Pourquoi être guidé·e quand on commence
Une voix posée donne des points d’appui : où poser l’attention, comment revenir, quand observer. C’est ce qui permet à la pratique de tenir, même quand l’esprit part dans tous les sens. Pour un premier essai, « Instant » limite la durée à 05:00 ; vous savez dès le départ que la séance restera courte.
Avancer sans pression : c’est la régularité, plus que l’intensité, qui installe une vraie pratique.
Créer un petit rituel
Toujours au même moment, au même endroit, sur une durée raisonnable. La répétition fait plus que la durée — c’est le retour qui installe la pratique. Dans la bibliothèque, la progression peut rester simple : « Instant » quand vous avez cinq minutes, « Respirer » quand vous voulez suivre le souffle, puis « Anapana » si vous avez un quart d’heure.

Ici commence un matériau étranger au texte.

//! # lmacquire - Coordinateur d'acquisition
//!
//! Transforme un identifiant de piste en artefact `Ready`, avec au plus un
//! téléchargement par identifiant à un instant donné, quel que soit le
//! nombre de clients qui le demandent.
//!
//! ```rust,ignore
//! let coordinator = Coordinator::new(store, fetcher, AcquireSettings::default());
//! let entry = coordinator.ensure_cached(&TrackId::new("dQw4w9WgXcQ")?).await?;
//! ```

pub mod coordinator;
pub mod error;
pub mod events;

#[cfg(feature = "lmconfig")]
pub mod config_ext;

pub use coordinator::{AcquireSettings, Coordinator, Interest, Outcome};
pub use error::AcquireError;
pub use events::{AcquireEvent, TrackStatus};

#[cfg(feature = "lmconfig")]
pub use config_ext::AcquireConfigExt;
//! # lmcache - Cache Store de LanMusic
//!
//! Stockage sur disque des artefacts audio téléchargés, indexés par
//! identifiant de piste, avec une base SQLite pour les métadonnées.
//!
//! ## Vue d'ensemble
//!
//! - [`TrackId`] : identifiant validé, clé unique du cache
//! - [`CacheStore`] : `lookup`, `put`, `mark_failed`, `evict`, `touch`,
//!   `consolidate`, `clean_staging`, `purge`
//! - [`EvictionPolicy`] : politique pluggable ([`LruPolicy`] par défaut)
//! - [`StagingSlot`] : emplacement temporaire pour l'outil de téléchargement
//!
//! ## Exemple
//!
//! ```rust,no_run
//! use lmcache::{CacheLimits, CacheStore, TrackId};
//! use std::path::Path;
//!
//! #[tokio::main]
//! async fn main() -> Result<(), Box<dyn std::error::Error>> {
//!     let store = CacheStore::open("./cache", CacheLimits { max_entries: 500, max_bytes: 0 })?;
//!     let id = TrackId::new("dQw4w9WgXcQ")?;
//!
//!     let slot = store.staging_slot(&id);
//!     // ... l'outil écrit `slot.stem().with_extension("mp3")` ...
//!     let entry = store
//!         .put(&id, &slot.stem().with_extension("mp3"), "audio/mpeg")
//!         .await?;
//!     println!("{:?}", entry.path);
//!     Ok(())
//! }
//! ```

pub mod db;
pub mod entry;
pub mod error;
pub mod eviction;
pub mod staging;
pub mod store;
pub mod track_id;

#[cfg(feature = "lmconfig")]
pub mod config_ext;

pub use entry::{CacheEntry, CacheState};
pub use error::{StorageError, TrackIdError};
pub use eviction::{CacheLimits, EvictionPolicy, LruPolicy, NoEviction};
pub use staging::StagingSlot;
pub use store::{CacheStats, CacheStore, ConsolidateReport};
pub use track_id::TrackId;

#[cfg(feature = "lmconfig")]
pub use config_ext::CacheConfigExt;
use super::LogState;
use std::collections::BTreeMap;
use std::fmt::{self, Write};
use tracing::field::{Field, Visit};
use tracing::{Event, Subscriber};
use tracing_subscriber::layer::{Context, Layer};

/// Layer `tracing` qui alimente le [`LogState`]
pub struct SseLayer {
    state: LogState,
}

impl SseLayer {
    pub fn new(state: LogState) -> Self {
        Self { state }
    }
}

/// Sépare le message des champs structurés
#[derive(Default)]
struct FieldCollector {
    message: String,
    fields: BTreeMap<String, String>,
}

impl Visit for FieldCollector {
    fn record_str(&mut self, field: &Field, value: &str) {
        if field.name() == "message" {
            self.message.push_str(value);
        } else {
            self.fields.insert(field.name().to_string(), value.to_string());
        }
    }

    fn record_debug(&mut self, field: &Field, value: &dyn fmt::Debug) {
        if field.name() == "message" {
            let _ = write!(self.message, "{:?}", value);
        } else {
            self.fields.insert(field.name().to_string(), format!("{:?}", value));
        }
    }
}

impl<S: Subscriber> Layer<S> for SseLayer {
    fn on_event(&self, event: &Event<'_>, _ctx: Context<'_, S>) {
        let metadata = event.metadata();
        let mut collector = FieldCollector::default();
        event.record(&mut collector);
        self.state
            .record(metadata.level(), metadata.target(), collector.message, collector.fields);
    }
}
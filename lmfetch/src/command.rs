//! Fetcher basé sur un outil externe (yt-dlp par défaut)

use crate::error::{FetchError, FetchErrorKind};
use crate::fetcher::{content_type_for_extension, FetchedAudio, Fetcher};
use crate::metadata::TrackMetadata;
use async_trait::async_trait;
use std::io::ErrorKind;
use std::path::{Path, PathBuf};
use std::process::Stdio;
use std::time::Duration;
use tokio::process::Command;
use tracing::{debug, info, warn};

/// Arguments par défaut : l'invocation yt-dlp d'extraction audio
pub const DEFAULT_ARGS: &[&str] = &[
    "-f",
    "bestaudio/best",
    "--no-playlist",
    "--no-warnings",
    "-x",
    "--audio-format",
    "{audio_format}",
    "--print-json",
    "-o",
    "{output_stem}.%(ext)s",
    "--",
    "{reference}",
];

/// Extensions des fichiers intermédiaires de l'outil
const PARTIAL_EXTENSIONS: &[&str] = &["part", "ytdl", "temp", "tmp"];

const STDERR_TAIL_LINES: usize = 5;
const SELF_UPDATE_TIMEOUT: Duration = Duration::from_secs(120);

/// Paramètres d'un [`CommandFetcher`]
#[derive(Debug, Clone, PartialEq)]
pub struct CommandFetcherSettings {
    /// Programme à lancer
    pub program: String,
    /// Modèle d'arguments (`{reference}`, `{output_stem}`, `{audio_format}`)
    pub args: Vec<String>,
    /// Arguments ajoutés avant le modèle (cookies, proxy...)
    pub extra_args: Vec<String>,
    pub audio_format: String,
    pub timeout: Duration,
    /// Nouvelles tentatives après un `ProcessFailure`
    pub retries: u32,
}

impl Default for CommandFetcherSettings {
    fn default() -> Self {
        Self {
            program: "yt-dlp".to_string(),
            args: DEFAULT_ARGS.iter().map(|s| s.to_string()).collect(),
            extra_args: Vec::new(),
            audio_format: "mp3".to_string(),
            timeout: Duration::from_secs(300),
            retries: 2,
        }
    }
}

/// Échec d'une tentative, avec l'indication qu'une nouvelle tentative a un sens
struct AttemptError {
    error: FetchError,
    retryable: bool,
}

impl AttemptError {
    fn retryable(error: FetchError) -> Self {
        Self { error, retryable: true }
    }

    fn fatal(error: FetchError) -> Self {
        Self { error, retryable: false }
    }
}

/// Lance un outil externe pour télécharger une piste
///
/// Contrat attendu de l'outil : écrire un unique fichier `<stem>.<ext>` et
/// sortir avec le code 0. Tout autre comportement est normalisé en
/// [`FetchError`].
#[derive(Debug, Clone)]
pub struct CommandFetcher {
    settings: CommandFetcherSettings,
}

impl CommandFetcher {
    pub fn new(settings: CommandFetcherSettings) -> Self {
        Self { settings }
    }

    pub fn settings(&self) -> &CommandFetcherSettings {
        &self.settings
    }

    /// Construit la ligne de commande pour une référence et un stem donnés
    pub fn render_args(&self, reference: &str, output_stem: &Path) -> Vec<String> {
        let stem = output_stem.to_string_lossy();
        self.settings
            .extra_args
            .iter()
            .cloned()
            .chain(self.settings.args.iter().map(|arg| {
                arg.replace("{reference}", reference)
                    .replace("{output_stem}", &stem)
                    .replace("{audio_format}", &self.settings.audio_format)
            }))
            .collect()
    }

    /// Met à jour l'outil (`<program> -U`)
    ///
    /// Un échec est seulement journalisé : le serveur fonctionne avec la
    /// version installée.
    pub async fn self_update(&self) {
        let program = &self.settings.program;
        info!(program = %program, "Checking for fetcher updates");

        let child = Command::new(program)
            .arg("-U")
            .stdin(Stdio::null())
            .stdout(Stdio::piped())
            .stderr(Stdio::piped())
            .kill_on_drop(true)
            .spawn();

        let child = match child {
            Ok(child) => child,
            Err(e) => {
                warn!(program = %program, "Cannot check for fetcher update: {}", e);
                return;
            }
        };

        match tokio::time::timeout(SELF_UPDATE_TIMEOUT, child.wait_with_output()).await {
            Ok(Ok(output)) if output.status.success() => {
                let stdout = String::from_utf8_lossy(&output.stdout);
                info!(program = %program, "{}", stdout.lines().last().unwrap_or("updated"));
            }
            Ok(Ok(output)) => warn!(
                program = %program,
                status = %output.status,
                "Fetcher update failed: {}",
                stderr_tail(&output.stderr)
            ),
            Ok(Err(e)) => warn!(program = %program, "Fetcher update failed: {}", e),
            Err(_) => warn!(program = %program, "Fetcher update timed out"),
        }
    }

    async fn run_once(&self, reference: &str, output_stem: &Path) -> Result<FetchedAudio, AttemptError> {
        let program = &self.settings.program;
        let args = self.render_args(reference, output_stem);
        debug!(program = %program, ?args, "Spawning fetcher");

        let mut command = Command::new(program);
        command
            .args(&args)
            .stdin(Stdio::null())
            .stdout(Stdio::piped())
            .stderr(Stdio::piped())
            .kill_on_drop(true);
        // Groupe propre : les sous-processus (ffmpeg) sont tués avec l'outil
        #[cfg(unix)]
        command.process_group(0);

        let child = match command.spawn() {
            Ok(child) => child,
            Err(e) if e.kind() == ErrorKind::NotFound => {
                return Err(AttemptError::fatal(FetchError::process_failure(format!(
                    "program not found: {}",
                    program
                ))));
            }
            Err(e) => {
                return Err(AttemptError::retryable(FetchError::process_failure(format!(
                    "failed to spawn {}: {}",
                    program, e
                ))));
            }
        };

        // Abandon du futur (timeout, annulation du vol) : tout le groupe est tué.
        let mut group = ProcessGroupGuard::new(child.id());
        let output = match tokio::time::timeout(self.settings.timeout, child.wait_with_output()).await {
            Ok(Ok(output)) => output,
            Ok(Err(e)) => {
                return Err(AttemptError::retryable(FetchError::process_failure(format!(
                    "failed to collect output of {}: {}",
                    program, e
                ))));
            }
            Err(_) => {
                group.kill();
                let removed = remove_outputs(output_stem).await;
                warn!(reference, removed, "Fetcher timed out after {:?}", self.settings.timeout);
                return Err(AttemptError::fatal(FetchError::timeout(format!(
                    "{} did not finish within {}s",
                    program,
                    self.settings.timeout.as_secs_f64()
                ))));
            }
        };

        group.kill();

        if !output.status.success() {
            return Err(AttemptError::retryable(FetchError::process_failure(format!(
                "{} exited with {}: {}",
                program,
                output.status,
                stderr_tail(&output.stderr)
            ))));
        }

        let path = match self.find_output(output_stem).await {
            Some(path) => path,
            None => {
                return Err(AttemptError::fatal(FetchError::empty_output(format!(
                    "{} produced no file for {}",
                    program, reference
                ))));
            }
        };

        let size_bytes = match tokio::fs::metadata(&path).await {
            Ok(meta) if meta.len() > 0 => meta.len(),
            _ => {
                let _ = tokio::fs::remove_file(&path).await;
                return Err(AttemptError::fatal(FetchError::empty_output(format!(
                    "{} produced an empty file",
                    program
                ))));
            }
        };

        let ext = path
            .extension()
            .and_then(|e| e.to_str())
            .unwrap_or_default()
            .to_string();

        Ok(FetchedAudio {
            content_type: content_type_for_extension(&ext).to_string(),
            size_bytes,
            metadata: TrackMetadata::from_stdout(&output.stdout),
            path,
        })
    }

    /// Cherche le fichier final produit pour `output_stem`
    ///
    /// Les fichiers intermédiaires sont ignorés ; si plusieurs fichiers
    /// conviennent, celui au format demandé est préféré, sinon le plus gros.
    async fn find_output(&self, output_stem: &Path) -> Option<PathBuf> {
        let mut candidates: Vec<(PathBuf, u64)> = outputs_for(output_stem)
            .await
            .into_iter()
            .filter(|(path, _)| {
                path.extension()
                    .and_then(|e| e.to_str())
                    .map(|e| !PARTIAL_EXTENSIONS.contains(&e))
                    .unwrap_or(true)
            })
            .collect();

        if let Some(pos) = candidates.iter().position(|(path, _)| {
            path.extension().and_then(|e| e.to_str()) == Some(self.settings.audio_format.as_str())
        }) {
            return Some(candidates.swap_remove(pos).0);
        }

        candidates.sort_by_key(|(_, size)| *size);
        candidates.pop().map(|(path, _)| path)
    }
}

#[async_trait]
impl Fetcher for CommandFetcher {
    async fn fetch(&self, reference: &str, output_stem: &Path) -> Result<FetchedAudio, FetchError> {
        let mut attempt: u32 = 0;
        loop {
            attempt += 1;
            match self.run_once(reference, output_stem).await {
                Ok(audio) => {
                    info!(
                        reference,
                        attempt,
                        size = audio.size_bytes,
                        content_type = %audio.content_type,
                        "Fetch finished"
                    );
                    return Ok(audio);
                }
                Err(AttemptError { error, retryable })
                    if retryable
                        && error.kind == FetchErrorKind::ProcessFailure
                        && attempt <= self.settings.retries =>
                {
                    warn!(reference, attempt, "Fetch attempt failed, retrying: {}", error);
                    remove_outputs(output_stem).await;
                }
                Err(AttemptError { error, .. }) => {
                    warn!(reference, attempt, "Fetch failed: {}", error);
                    return Err(error);
                }
            }
        }
    }
}

/// Tue le groupe de processus d'une tentative, au plus tard à sa destruction
///
/// yt-dlp lance ffmpeg pour `-x` ; tuer le seul processus fils laisserait
/// ce petit-fils écrire dans le répertoire de staging.
struct ProcessGroupGuard {
    pgid: Option<u32>,
}

impl ProcessGroupGuard {
    fn new(pid: Option<u32>) -> Self {
        Self { pgid: pid }
    }

    fn kill(&mut self) {
        if let Some(pgid) = self.pgid.take() {
            kill_group(pgid);
        }
    }
}

impl Drop for ProcessGroupGuard {
    fn drop(&mut self) {
        self.kill();
    }
}

#[cfg(unix)]
fn kill_group(pgid: u32) {
    let Ok(pgid) = libc::pid_t::try_from(pgid) else {
        return;
    };
    // SAFETY: kill(2) n'accède à aucune mémoire du processus courant
    if unsafe { libc::kill(-pgid, libc::SIGKILL) } == 0 {
        debug!(pgid, "Fetcher process group killed");
    }
}

#[cfg(not(unix))]
fn kill_group(_pgid: u32) {}

/// Fichiers `<stem>.*` présents, avec leur taille
async fn outputs_for(output_stem: &Path) -> Vec<(PathBuf, u64)> {
    let (Some(dir), Some(name)) = (output_stem.parent(), output_stem.file_name()) else {
        return Vec::new();
    };
    let prefix = format!("{}.", name.to_string_lossy());

    let mut found = Vec::new();
    let Ok(mut entries) = tokio::fs::read_dir(dir).await else {
        return found;
    };
    while let Ok(Some(entry)) = entries.next_entry().await {
        if entry.file_name().to_string_lossy().starts_with(&prefix) {
            if let Ok(meta) = entry.metadata().await {
                if meta.is_file() {
                    found.push((entry.path(), meta.len()));
                }
            }
        }
    }
    found
}

/// Supprime les sorties (partielles ou non) d'une tentative
async fn remove_outputs(output_stem: &Path) -> usize {
    let mut removed = 0;
    for (path, _) in outputs_for(output_stem).await {
        if tokio::fs::remove_file(&path).await.is_ok() {
            removed += 1;
        }
    }
    removed
}

/// Dernières lignes non vides de stderr
fn stderr_tail(stderr: &[u8]) -> String {
    let text = String::from_utf8_lossy(stderr);
    let lines: Vec<&str> = text.lines().filter(|l| !l.trim().is_empty()).collect();
    let start = lines.len().saturating_sub(STDERR_TAIL_LINES);
    let tail = lines[start..].join(" | ");
    if tail.is_empty() {
        "no error output".to_string()
    } else {
        tail
    }
}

Accepter le mouvement de l’esprit
Avoir des pensées ne signifie pas rater une méditation. Méditer consiste à remarquer puis à revenir — encore et encore. « Ralentir » donne 14:25 pour s’exercer à ce retour sans chercher un silence parfait : la séance garde une intention claire et laisse de la place aux fluctuations normales de l’attention.
Lier méditation et yoga
Quelques minutes de mobilité douce avant l’assise rendent la méditation plus accessible. À l’inverse, quelques minutes de méditation prolongent un cours de yoga. Si l’immobilité est difficile, commencez par « Mobilité assise » (15:26) ou choisissez directement « Préparation à la méditation » (41:52), qui fait le lien entre corps, souffle et attention.